API RP 581 - 3rd Ed.2016 - Add.2-2020 - Risk-Based Inspection Methodology

RISK-BASED INSPECTION METHODOLOGY, PART 3, ANNEX 3.A—BASIS FOR CONSEQUENCE METHODOLOGY 3.A-23
3.A.4 Level 2 Consequence Methodology
3.A.4.1 General
The use of event trees and quantitative effects analysis forms the basis for the Level 2 consequence
methodology provided in Part 3, Section 5 with the details for calculating event tree probabilities and the
effects of pool fires, jet fires, flash fires, fireballs, VCEs, and BLEVEs are provided. Part 3 provides the
impact of most of these events with the closed-form equations.
3.A.4.2 Cloud Dispersion Analysis
Some events, such as VCEs and flash fires, require the use of sophisticated dispersion analysis software to
model how the flammable or toxic releases mix and disperse with air as they are released to the atmosphere.
There are several commercially available software packages that enable the user to perform dense gas
dispersion consequence modeling. Examples include, such as SLAB, DEGADIS and PHAST, some of which
are available in the public domain, while others are commercially available. A study contracted by the U.S.
Department of Energy provides a comparison of many different software packages, and recommendations
are provided to help select the appropriate package for a particular application.
In general, packages that perform dense gas dispersion modeling should be chosen as opposed to neutrally
buoyant models because hazardous releases typically will be materials with molecular weights heavier than
air. Even light hydrocarbons can be modeled accurately using dense gas modeling since the temperature of
the releases will result in releases with densities heavier than air.
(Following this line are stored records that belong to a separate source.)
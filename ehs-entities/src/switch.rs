//! On/off switches for indoor unit modes

use nasa_client::{AttributeValue, DataType, MessageId};

use crate::context::{EntityContext, PollMode};
use crate::error::Result;
use crate::extractor::EntityValue;
use crate::messages::{IN_OUTING_MODE, IN_QUIET_MODE};
use crate::platform::{EhsEntity, Platform};

#[derive(Debug, Clone, Copy)]
pub struct SwitchDescription {
    pub key: &'static str,
    pub message: MessageId,
    pub poll_mode: PollMode,
    pub on_state: bool,
    pub off_state: bool,
}

pub const INDOOR_SWITCHES: &[SwitchDescription] = &[
    SwitchDescription {
        key: "outing_mode",
        message: IN_OUTING_MODE,
        poll_mode: PollMode::Passive,
        on_state: true,
        off_state: false,
    },
    SwitchDescription {
        key: "quiet_mode",
        message: IN_QUIET_MODE,
        poll_mode: PollMode::Continuous,
        on_state: true,
        off_state: false,
    },
];

#[derive(Debug)]
pub struct Switch {
    context: EntityContext,
    description: &'static SwitchDescription,
}

impl Switch {
    pub fn new(context: EntityContext, description: &'static SwitchDescription) -> Self {
        Self {
            context: context.with_message(Some(description.message), description.poll_mode),
            description,
        }
    }

    /// `None` until the device has reported the mode
    pub fn is_on(&self) -> Option<bool> {
        let value = self.context.attribute(self.description.message)?;
        value.as_bool().map(|state| state == self.description.on_state)
    }

    pub async fn turn_on(&self) -> Result<()> {
        self.write_state(self.description.on_state).await
    }

    pub async fn turn_off(&self) -> Result<()> {
        self.write_state(self.description.off_state).await
    }

    async fn write_state(&self, state: bool) -> Result<()> {
        self.context
            .write(self.description.message, DataType::Write, AttributeValue::Bool(state))
            .await
    }
}

impl EhsEntity for Switch {
    fn context(&self) -> &EntityContext {
        &self.context
    }

    fn platform(&self) -> Platform {
        Platform::Switch
    }

    fn available(&self) -> bool {
        self.context.coordinator_available() && self.context.device().is_some()
    }

    fn state(&self) -> Option<EntityValue> {
        self.is_on().map(EntityValue::Bool)
    }
}

#[cfg(test)]
mod tests {
    use super::*;
    use crate::error::EntityError;
    use ehs_coordinator::PollingCoordinator;
    use nasa_client::mock::{MockTransport, TransportCall};
    use nasa_client::{DeviceAddress, NasaTransport};
    use std::sync::Arc;

    fn quiet_mode(mock: &Arc<MockTransport>) -> Switch {
        let coordinator = Arc::new(PollingCoordinator::with_defaults(
            Arc::clone(mock) as Arc<dyn NasaTransport>
        ));
        Switch::new(
            EntityContext::for_device(coordinator, "entry", DeviceAddress::new("20.00.00"), "quiet_mode"),
            &INDOOR_SWITCHES[1],
        )
    }

    #[tokio::test]
    async fn test_turn_on_writes_bool() {
        let mock = Arc::new(MockTransport::connected());
        let switch = quiet_mode(&mock);
        let address = DeviceAddress::new("20.00.00");
        mock.devices().ensure_device(&address);
        assert_eq!(switch.is_on(), None);

        switch.turn_on().await.unwrap();

        assert_eq!(
            mock.writes(),
            vec![TransportCall::Write {
                address,
                message: IN_QUIET_MODE,
                value: AttributeValue::Bool(true),
                kind: DataType::Write,
            }]
        );
        assert_eq!(switch.is_on(), Some(true));

        switch.turn_off().await.unwrap();
        assert_eq!(switch.is_on(), Some(false));
    }

    #[tokio::test]
    async fn test_integer_state_is_decoded() {
        let mock = Arc::new(MockTransport::connected());
        let switch = quiet_mode(&mock);
        mock.devices().record_attribute(
            &DeviceAddress::new("20.00.00"),
            IN_QUIET_MODE,
            AttributeValue::Integer(1),
        );
        assert_eq!(switch.state(), Some(EntityValue::Bool(true)));
    }

    #[tokio::test]
    async fn test_command_without_device_is_rejected() {
        let mock = Arc::new(MockTransport::connected());
        let switch = quiet_mode(&mock);

        assert!(matches!(switch.turn_on().await, Err(EntityError::Unavailable(_))));
        assert!(mock.writes().is_empty());
    }
}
Dispersion models will provide a cloud concentration profile. For flammables releases, the concentration
profile is used to assess which portions of the cloud are in the flammable range. For flash fires, the impact
area at grade is determined to be the area in the cloud that has flammable concentrations between the
released fluid’s LFL and UFL. For VCEs, a volumetric calculation is required since the total amount of
flammable volume and mass is required to assess the magnitude of the explosion.
3.A.5 Consequence Methodology For Atmospheric Storage Tanks
3.A.5.1 Overview
The consequence model for atmospheric storage tanks (ASTs) is based on a modification of the Level 1
consequence analysis. Only a financial consequence analysis is provided for the AST bottom.
3.A.5.2 Representative Fluid and Associated Properties
A representative fluid that most closely matches the fluid contained in the AST system being evaluated is
selected from the representative fluids shown in Part 3, Table 6.1. The required fluid properties for the
consequence analysis are also contained in this table.
In addition to selecting a fluid, a soil type must also be specified because the consequence model depends
on soil properties. Representative soil conditions and the associated soil properties required for the
consequence analysis is provided in Part 3, Table 6.2.